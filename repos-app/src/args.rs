use clap::Parser;
use repos_lib::{FetchRequest, RepoFilter, DEFAULT_USER_AGENT};
use std::time::Duration;

#[derive(Debug, Parser)]
#[clap(name = "github-repos", about = "List public GitHub repositories of a user or organization")]
pub struct Args {
    #[clap(
        help = "GitHub user name (prints only the number of repositories)",
        conflicts_with_all = ["user", "org"]
    )]
    pub username: Option<String>,

    #[clap(short = 'u', long = "user", help = "GitHub user", conflicts_with = "org")]
    pub user: Option<String>,

    #[clap(short = 'o', long = "org", help = "GitHub organization")]
    pub org: Option<String>,

    #[clap(short = 'l', long = "language", help = "Only show repositories in this language")]
    pub language: Option<String>,

    #[clap(
        short = 's',
        long = "sort-stars",
        help = "Sort by star count, ascending",
        default_value = "false"
    )]
    pub sort_stars: bool,

    #[clap(
        short = 'c',
        long = "count",
        help = "Print only the number of repositories",
        default_value = "false"
    )]
    pub count: bool,

    #[clap(long = "no-color", help = "Disable colored output", default_value = "false")]
    pub no_color: bool,

    #[clap(
        long = "api-url",
        help = "GitHub REST API root",
        env = "GITHUB_REPOS_API_URL",
        default_value = "https://api.github.com/"
    )]
    pub api_url: String,

    #[clap(
        long = "timeout-secs",
        help = "Per-request timeout in seconds",
        env = "GITHUB_REPOS_TIMEOUT_SECS",
        default_value = "30",
        value_parser = clap::value_parser!(u64).range(1..)
    )]
    pub timeout_secs: u64,

    #[clap(long = "user-agent", help = "User-Agent header", default_value = DEFAULT_USER_AGENT)]
    pub user_agent: String,
}

impl Args {
    pub fn fetch_request(&self) -> Option<FetchRequest> {
        if let Some(login) = self.username.as_deref().or(self.user.as_deref()) {
            return Some(FetchRequest::user(login));
        }
        self.org.as_deref().map(FetchRequest::organization)
    }

    pub fn filter(&self) -> RepoFilter {
        RepoFilter {
            language: self.language.clone(),
            sort_by_stars: self.sort_stars,
        }
    }

    /// The positional form keeps the original count-only output.
    pub fn count_only(&self) -> bool {
        self.count || self.username.is_some()
    }

    pub fn timeout(&self) -> Duration {
        Duration::from_secs(self.timeout_secs)
    }
}
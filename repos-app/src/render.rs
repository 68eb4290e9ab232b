use colored::Colorize;
use repos_lib::Repository;
use std::io::{Result, Write};

pub struct Renderer {
    color: bool,
}

impl Renderer {
    pub fn new(color: bool) -> Self {
        Self { color }
    }

    pub fn write_fetching<W: Write>(&self, out: &mut W, login: &str) -> Result<()> {
        writeln!(out, "Fetching public repositories for \"{}\"...", login)
    }

    pub fn write_count<W: Write>(&self, out: &mut W, count: usize) -> Result<()> {
        writeln!(out, "{} repo(s) are found!", count)
    }

    pub fn write_repo<W: Write>(&self, out: &mut W, repo: &Repository) -> Result<()> {
        let stars = format!("★ {}", repo.stargazers_count);
        writeln!(out)?;
        if self.color {
            writeln!(out, "{}", repo.html_url.cyan())?;
            writeln!(out, "{}", stars.yellow())?;
        } else {
            writeln!(out, "{}", repo.html_url)?;
            writeln!(out, "{}", stars)?;
        }
        writeln!(out, "{}", repo.description.as_deref().unwrap_or_default())
    }
}
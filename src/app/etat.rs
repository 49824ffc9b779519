//! src/app/etat.rs
//!
//! État UI (sans vue).
//!
//! Rôle : champs saisis (itérations, précision), mode de division, dernier résultat,
//! erreur. Le calcul passe par `Parametres` (bornes) puis le noyau.

use calculatrice_pi::noyau::parametres::{ITERATIONS_DEFAUT, PRECISION_DEFAUT};
use calculatrice_pi::noyau::{Division, Parametres, ResultatPi};
use tracing::info;

#[derive(Clone, Debug)]
pub struct AppPi {
    // --- entrées utilisateur (texte brut, validé au calcul) ---
    pub iterations: String,
    pub precision: String,
    pub division: Division,

    // --- sorties ---
    pub resultat: Option<ResultatPi>,
    pub erreur: String,

    // --- UX ---
    pub focus_entree: bool,
}

impl Default for AppPi {
    fn default() -> Self {
        Self {
            iterations: ITERATIONS_DEFAUT.to_string(),
            precision: PRECISION_DEFAUT.to_string(),
            division: Division::Native,
            resultat: None,
            erreur: String::new(),
            focus_entree: true,
        }
    }
}

impl AppPi {
    /// AC : champs par défaut + résultats effacés.
    pub fn reset_total(&mut self) {
        *self = Self::default();
    }

    /// CLR : effacer résultat + erreur (sans toucher aux champs).
    pub fn clear_resultats(&mut self) {
        self.resultat = None;
        self.erreur.clear();
        self.focus_entree = true;
    }

    /// Erreur : on CONSERVE le dernier résultat affiché.
    pub fn set_erreur(&mut self, msg: impl Into<String>) {
        self.erreur = msg.into();
        self.focus_entree = true;
    }

    pub fn set_resultat(&mut self, r: ResultatPi) {
        self.erreur.clear();
        self.resultat = Some(r);
        self.focus_entree = true;
    }

    /// Lit les champs, applique les garde-fous, calcule.
    pub fn calculer(&mut self) {
        match Parametres::lire(&self.iterations, &self.precision) {
            Ok(p) => {
                info!(
                    iterations = p.iterations(),
                    precision = p.precision(),
                    division = ?self.division,
                    "calcul de π"
                );
                let r = p.evaluer(self.division);
                self.set_resultat(r);
            }
            Err(e) => self.set_erreur(e.to_string()),
        }
    }
}
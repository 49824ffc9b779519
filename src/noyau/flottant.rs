// src/noyau/flottant.rs

//! Flottant binaire à précision arbitraire (mantisse BigUint + exposant).
//!
//! Valeur = (-1)^neg · mant · 2^exp, arrondie à `prec` bits de mantisse.
//!
//! Contrats :
//! - Chaque opération est correctement arrondie (au plus proche, égalité -> pair)
//!   à partir du résultat mathématique exact.
//! - Précision du résultat = max des précisions des opérandes.
//! - Forme canonique : mantisse nulle ou impaire, zéro toujours positif.
//! - Pas de NaN ni d'infini : la division par zéro panique via `/`,
//!   ou renvoie `None` via `checked_div`.

use std::cmp::{max, min};
use std::ops::{Add, Div, Mul, Neg, Sub};

use num_bigint::{BigInt, BigUint, Sign};
use num_rational::BigRational;
use num_traits::{One, Signed, Zero};

/// Largeur de mantisse d'un f64 : précision adoptée quand on demande 0 bit.
pub const PREC_F64: u32 = 53;

/// Précision effective : 0 bit => largeur f64.
pub fn precision_effective(prec: u32) -> u32 {
    if prec == 0 {
        PREC_F64
    } else {
        prec
    }
}

#[derive(Clone, Debug, PartialEq, Eq)]
pub struct Flottant {
    neg: bool,
    mant: BigUint,
    exp: i64,
    prec: u32,
}

impl Flottant {
    pub fn zero(prec: u32) -> Self {
        Self {
            neg: false,
            mant: BigUint::zero(),
            exp: 0,
            prec: precision_effective(prec),
        }
    }

    /// f64 -> Flottant : décomposition exacte du f64, puis UN seul arrondi à `prec` bits.
    ///
    /// # Panics
    /// Si `x` est NaN ou infini.
    pub fn from_f64(x: f64, prec: u32) -> Self {
        assert!(x.is_finite(), "Flottant::from_f64 : valeur non finie ({x})");

        let bits = x.to_bits();
        let neg = (bits >> 63) == 1;
        let exp_brut = ((bits >> 52) & 0x7ff) as i64;
        let frac = bits & ((1u64 << 52) - 1);

        // sous-normal : pas de bit implicite
        let (m, e) = if exp_brut == 0 {
            (frac, -1074)
        } else {
            (frac | (1u64 << 52), exp_brut - 1075)
        };

        arrondi(neg, BigUint::from(m), e, precision_effective(prec), false)
    }

    /// Entier exact -> Flottant (un seul arrondi).
    pub fn from_bigint(n: &BigInt, prec: u32) -> Self {
        arrondi(
            n.is_negative(),
            n.magnitude().clone(),
            0,
            precision_effective(prec),
            false,
        )
    }

    /// num/den exact, arrondi une seule fois à `prec` bits. `None` si den == 0.
    pub fn from_ratio(num: &BigInt, den: &BigInt, prec: u32) -> Option<Self> {
        if den.is_zero() {
            return None;
        }
        let prec = precision_effective(prec);
        if num.is_zero() {
            return Some(Self::zero(prec));
        }
        Some(quotient(
            num.is_negative() != den.is_negative(),
            num.magnitude(),
            0,
            den.magnitude(),
            0,
            prec,
        ))
    }

    pub fn prec(&self) -> u32 {
        self.prec
    }

    pub fn is_zero(&self) -> bool {
        self.mant.is_zero()
    }

    pub fn is_sign_negative(&self) -> bool {
        self.neg
    }

    /// Ré-arrondit la valeur à une autre précision.
    pub fn arrondir(&self, prec: u32) -> Self {
        arrondi(
            self.neg,
            self.mant.clone(),
            self.exp,
            precision_effective(prec),
            false,
        )
    }

    /// Valeur exacte sous forme rationnelle.
    pub fn to_rational(&self) -> BigRational {
        let sign = if self.neg { Sign::Minus } else { Sign::Plus };
        if self.mant.is_zero() {
            return BigRational::zero();
        }
        if self.exp >= 0 {
            let n = BigInt::from_biguint(sign, &self.mant << self.exp as usize);
            BigRational::from_integer(n)
        } else {
            let n = BigInt::from_biguint(sign, self.mant.clone());
            let d = BigInt::one() << (-self.exp) as usize;
            BigRational::new(n, d)
        }
    }

    pub fn checked_div(&self, rhs: &Flottant) -> Option<Flottant> {
        if rhs.is_zero() {
            return None;
        }
        let prec = max(self.prec, rhs.prec);
        if self.is_zero() {
            return Some(Flottant::zero(prec));
        }
        Some(quotient(
            self.neg != rhs.neg,
            &self.mant,
            self.exp,
            &rhs.mant,
            rhs.exp,
            prec,
        ))
    }

    /// Position (exposant) du bit de poids fort. Non défini pour zéro.
    fn msb(&self) -> i64 {
        self.exp + self.mant.bits() as i64 - 1
    }
}

/* ------------------------ Arrondi (au plus proche, égalité -> pair) ------------------------ */

/// Arrondit mant·2^exp à `prec` bits.
/// `sticky` signale des bits non nuls sous `mant` (utile seulement si mant dépasse `prec` bits).
fn arrondi(neg: bool, mant: BigUint, exp: i64, prec: u32, sticky: bool) -> Flottant {
    if mant.is_zero() {
        return Flottant::zero(prec);
    }

    let n = mant.bits();
    let p = u64::from(prec);

    let (mut m, mut e) = if n > p {
        let coupe = n - p;
        let bit_arrondi = mant.bit(coupe - 1);
        let reste = sticky || mant.trailing_zeros().is_some_and(|tz| tz < coupe - 1);

        let mut m = mant >> coupe;
        if bit_arrondi && (reste || m.bit(0)) {
            // peut passer à 2^p : la normalisation ci-dessous le ramène à 1·2^(e+p)
            m += 1u32;
        }
        (m, exp + coupe as i64)
    } else {
        (mant, exp)
    };

    if let Some(tz) = m.trailing_zeros() {
        m >>= tz;
        e += tz as i64;
    }

    Flottant {
        neg,
        mant: m,
        exp: e,
        prec,
    }
}

/// a·2^ea / b·2^eb correctement arrondi (b != 0).
fn quotient(neg: bool, a: &BigUint, ea: i64, b: &BigUint, eb: i64, prec: u32) -> Flottant {
    // au moins prec+2 bits de quotient : bit d'arrondi + reste exact => arrondi correct
    let la = a.bits() as i64;
    let lb = b.bits() as i64;
    let decalage = max(0, i64::from(prec) + 2 + lb - la);

    let num = a << decalage as usize;
    let q = &num / b;
    let r = &num % b;

    arrondi(neg, q, ea - eb - decalage, prec, !r.is_zero())
}

/// a + (±b) correctement arrondi.
fn somme(a: &Flottant, b: &Flottant, b_neg: bool) -> Flottant {
    let prec = max(a.prec, b.prec);

    if b.is_zero() {
        return arrondi(a.neg, a.mant.clone(), a.exp, prec, false);
    }
    if a.is_zero() {
        return arrondi(b_neg, b.mant.clone(), b.exp, prec, false);
    }

    let (grand, g_neg, petit, p_neg) = if a.msb() >= b.msb() {
        (a, a.neg, b, b_neg)
    } else {
        (b, b_neg, a, a.neg)
    };

    // Si `petit` est entièrement sous la fenêtre d'arrondi de `grand`,
    // il ne compte que comme bit collant : on le remplace par 2^(seuil-1).
    // Évite d'aligner des mantisses sur des milliers de bits (termes 1/1024^k).
    let fenetre = i64::from(max(prec, grand.mant.bits() as u32)) + 2;
    let seuil = grand.msb() - fenetre;
    let (pm, pe) = if petit.msb() < seuil {
        (BigUint::one(), seuil - 1)
    } else {
        (petit.mant.clone(), petit.exp)
    };

    let e = min(grand.exp, pe);
    let g = signe(g_neg, &grand.mant << (grand.exp - e) as usize);
    let s = signe(p_neg, pm << (pe - e) as usize);
    let total = g + s;

    arrondi(total.is_negative(), total.magnitude().clone(), e, prec, false)
}

fn signe(neg: bool, m: BigUint) -> BigInt {
    BigInt::from_biguint(if neg { Sign::Minus } else { Sign::Plus }, m)
}

/* ------------------------ Opérateurs (sur références) ------------------------ */

impl Add<&Flottant> for &Flottant {
    type Output = Flottant;

    fn add(self, rhs: &Flottant) -> Flottant {
        somme(self, rhs, rhs.neg)
    }
}

impl Sub<&Flottant> for &Flottant {
    type Output = Flottant;

    fn sub(self, rhs: &Flottant) -> Flottant {
        somme(self, rhs, !rhs.neg && !rhs.is_zero())
    }
}

impl Mul<&Flottant> for &Flottant {
    type Output = Flottant;

    fn mul(self, rhs: &Flottant) -> Flottant {
        let prec = max(self.prec, rhs.prec);
        if self.is_zero() || rhs.is_zero() {
            return Flottant::zero(prec);
        }
        arrondi(
            self.neg != rhs.neg,
            &self.mant * &rhs.mant,
            self.exp + rhs.exp,
            prec,
            false,
        )
    }
}

impl Div<&Flottant> for &Flottant {
    type Output = Flottant;

    /// # Panics
    /// Si le diviseur est nul (comme la division entière).
    fn div(self, rhs: &Flottant) -> Flottant {
        match self.checked_div(rhs) {
            Some(q) => q,
            None => panic!("Flottant : division par zéro"),
        }
    }
}

impl Neg for Flottant {
    type Output = Flottant;

    fn neg(mut self) -> Flottant {
        if !self.is_zero() {
            self.neg = !self.neg;
        }
        self
    }
}

impl Neg for &Flottant {
    type Output = Flottant;

    fn neg(self) -> Flottant {
        -self.clone()
    }
}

======

#### Directions
For every line above that holds the word "return", report the whole line.

#### Answer area
            return Some(FetchRequest::user(login));
            return None;
            return Some(Self::zero(prec));
            return BigRational::zero();
            return None;
            return Some(Flottant::zero(prec));
        return Flottant::zero(prec);
        return arrondi(a.neg, a.mant.clone(), a.exp, prec, false);
        return arrondi(b_neg, b.mant.clone(), b.exp, prec, false);
            return Flottant::zero(prec);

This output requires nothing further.